Terraces break long slopes into shorter ones. They usually follow the contour. As water makes its way down a hill, terraces serve as small dams to intercept water and guide it to an outlet. There are two basic types of terraces—storage terraces and gradient terraces. Storage terraces collect water and store it until it can infiltrate into the ground or be released through a stable outlet.
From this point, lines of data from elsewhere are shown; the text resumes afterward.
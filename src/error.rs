//! Error types and the conversion stage of the error pipeline.
//!
//! Handlers return [`AppError`]. Whatever variant they raise, the pipeline
//! runs it through [`convert_error`] so the terminal handler only ever sees
//! one shape: the normalized [`ApiError`].

use std::backtrace::Backtrace;

use axum::extract::rejection::JsonRejection;
use axum::http::StatusCode;
use axum::response::{IntoResponse, Response};
use thiserror::Error;

/// Normalized error: the only shape the terminal handler renders.
#[derive(Debug, Clone, Error)]
#[error("{message}")]
pub struct ApiError {
    /// HTTP status of the response.
    pub status: StatusCode,
    /// Client-facing message.
    pub message: String,
    /// Raised on purpose by application logic and safe to show.
    pub is_operational: bool,
    /// Diagnostic trace.
    pub stack: Option<String>,
}

impl ApiError {
    /// Operational error raised by application code. Captures a trace at
    /// the call site.
    pub fn new(status: StatusCode, message: impl Into<String>) -> Self {
        let message = message_or_reason(message.into(), status);
        let stack = capture_trace("ApiError", &message);
        Self {
            status,
            message,
            is_operational: true,
            stack: Some(stack),
        }
    }

    /// Error built from an unexpected fault; keeps the fault's own trace,
    /// or captures one here when the fault had none.
    pub fn non_operational(status: StatusCode, message: impl Into<String>, stack: Option<String>) -> Self {
        let message = message_or_reason(message.into(), status);
        let stack = stack.unwrap_or_else(|| capture_trace("ApiError", &message));
        Self {
            status,
            message,
            is_operational: false,
            stack: Some(stack),
        }
    }

    pub fn bad_request(message: impl Into<String>) -> Self {
        Self::new(StatusCode::BAD_REQUEST, message)
    }

    pub fn not_found(message: impl Into<String>) -> Self {
        Self::new(StatusCode::NOT_FOUND, message)
    }

    pub fn conflict(message: impl Into<String>) -> Self {
        Self::new(StatusCode::CONFLICT, message)
    }
}

/// Error raised by a handler, before normalization.
#[derive(Debug, Clone, Error)]
pub enum AppError {
    /// Already normalized; the converter passes it through untouched.
    #[error(transparent)]
    Api(#[from] ApiError),

    /// Data validation failure (malformed or rejected payload).
    #[error("validation error: {message}")]
    Validation {
        /// Explicit status carried by the error, if any.
        status: Option<u16>,
        /// Raw message, possibly empty.
        message: String,
        /// Trace captured where the failure was first caught.
        trace: String,
    },

    /// Unexpected fault.
    #[error("{message}")]
    Fault {
        /// Explicit status carried by the error, if any.
        status: Option<u16>,
        /// Raw message, possibly empty.
        message: String,
        /// Trace captured where the fault was first caught.
        trace: String,
    },
}

impl AppError {
    /// Unexpected fault without an explicit status.
    pub fn fault(message: impl Into<String>) -> Self {
        let message = message.into();
        let trace = capture_trace("Fault", &message);
        AppError::Fault {
            status: None,
            message,
            trace,
        }
    }

    /// Fault raised by a panicking handler. The trace is taken where the
    /// panic was caught, not where it was raised; the panic message is the
    /// only pointer back to the panic site.
    pub(crate) fn panicked(message: impl Into<String>) -> Self {
        let message = message.into();
        let trace = capture_trace("Panic", &message);
        AppError::Fault {
            status: None,
            message,
            trace,
        }
    }

    /// Validation failure without an explicit status.
    pub fn validation(message: impl Into<String>) -> Self {
        let message = message.into();
        let trace = capture_trace("ValidationError", &message);
        AppError::Validation {
            status: None,
            message,
            trace,
        }
    }

    /// Attach an explicit status code to a raw error. No effect on
    /// already-normalized errors.
    pub fn with_status(mut self, code: u16) -> Self {
        match &mut self {
            AppError::Api(_) => {}
            AppError::Validation { status, .. } | AppError::Fault { status, .. } => {
                *status = Some(code);
            }
        }
        self
    }

    /// Whether the error belongs to the data validation domain.
    pub fn is_validation(&self) -> bool {
        matches!(self, AppError::Validation { .. })
    }
}

impl From<anyhow::Error> for AppError {
    fn from(err: anyhow::Error) -> Self {
        AppError::Fault {
            status: None,
            message: err.to_string(),
            trace: format!("{err:?}"),
        }
    }
}

impl From<std::io::Error> for AppError {
    fn from(err: std::io::Error) -> Self {
        AppError::fault(err.to_string())
    }
}

impl From<serde_json::Error> for AppError {
    fn from(err: serde_json::Error) -> Self {
        AppError::validation(err.to_string())
    }
}

impl From<JsonRejection> for AppError {
    fn from(rejection: JsonRejection) -> Self {
        AppError::Api(ApiError::new(rejection.status(), rejection.body_text()))
    }
}

/// Error responses carry the unconverted error in their extensions; the
/// pipeline middleware picks it up from there. Without the middleware the
/// client sees a bare 500.
impl IntoResponse for AppError {
    fn into_response(self) -> Response {
        let mut response = StatusCode::INTERNAL_SERVER_ERROR.into_response();
        response.extensions_mut().insert(self);
        response
    }
}

impl IntoResponse for ApiError {
    fn into_response(self) -> Response {
        AppError::Api(self).into_response()
    }
}

/// Convert any raised error into a normalized [`ApiError`].
///
/// Status precedence for raw errors: a usable explicit status wins, then
/// 400 for validation errors, then 500. The result is non-operational and
/// keeps the original trace.
pub fn convert_error(err: AppError) -> ApiError {
    let is_validation = err.is_validation();
    match err {
        AppError::Api(err) => err,
        AppError::Validation {
            status,
            message,
            trace,
        }
        | AppError::Fault {
            status,
            message,
            trace,
        } => {
            let status = resolve_status(status, is_validation);
            ApiError::non_operational(status, message, Some(trace))
        }
    }
}

fn resolve_status(explicit: Option<u16>, is_validation: bool) -> StatusCode {
    explicit
        .filter(|code| *code != 0)
        .and_then(|code| StatusCode::from_u16(code).ok())
        .unwrap_or(if is_validation {
            StatusCode::BAD_REQUEST
        } else {
            StatusCode::INTERNAL_SERVER_ERROR
        })
}

/// Canonical reason phrase, e.g. "Internal Server Error".
pub fn reason_phrase(status: StatusCode) -> &'static str {
    status.canonical_reason().unwrap_or("Unknown Error")
}

fn message_or_reason(message: String, status: StatusCode) -> String {
    if message.is_empty() {
        reason_phrase(status).to_string()
    } else {
        message
    }
}

fn capture_trace(kind: &str, message: &str) -> String {
    format!("{kind}: {message}\n{}", Backtrace::force_capture())
}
Gradient terraces are designed as a channel to slow runoff water and carry it to a stable outlet like a grassed waterway.

How it helps

Both water quality and soil quality are improved.
Terraces with grass on front or backslopes can provide nesting habitat.

Planning ahead

Will other conservation practices be used in conjunction with terraces to prevent sedimentation?

Tech notes

Chisel the parts of the terrace that will be farmed to loosen compacted soil.
Fertilize and seed according to NRCS recommendations.
Grassed backslope terraces have a farmable frontslope with a 2:1 backslope (2 foot horizontal to every 1 foot of vertical drop.)
Narrow base terraces have 2:1 slopes on both the frontslope and backslope.
Broadbase terraces should not be built on slopes greater than 8%.
Farmable slopes should not be steeper than 5:1. *
Terraces are designed to control runoff.


Avoid farming too close to intakes.
Remove sediment build-up in the channel to maintain the required water-holding capacity.
Repair sections of embankment which have eroded or have excessive settlement.
Fill settled or eroded areas in the tile trench.
Repair or replace damaged intakes.
Remove sediment build-up and trash from around the intake.
Control rodents or burrowing animals, weeds, brush and trees.
Reseed and fertilize as needed to maintain good vegetation.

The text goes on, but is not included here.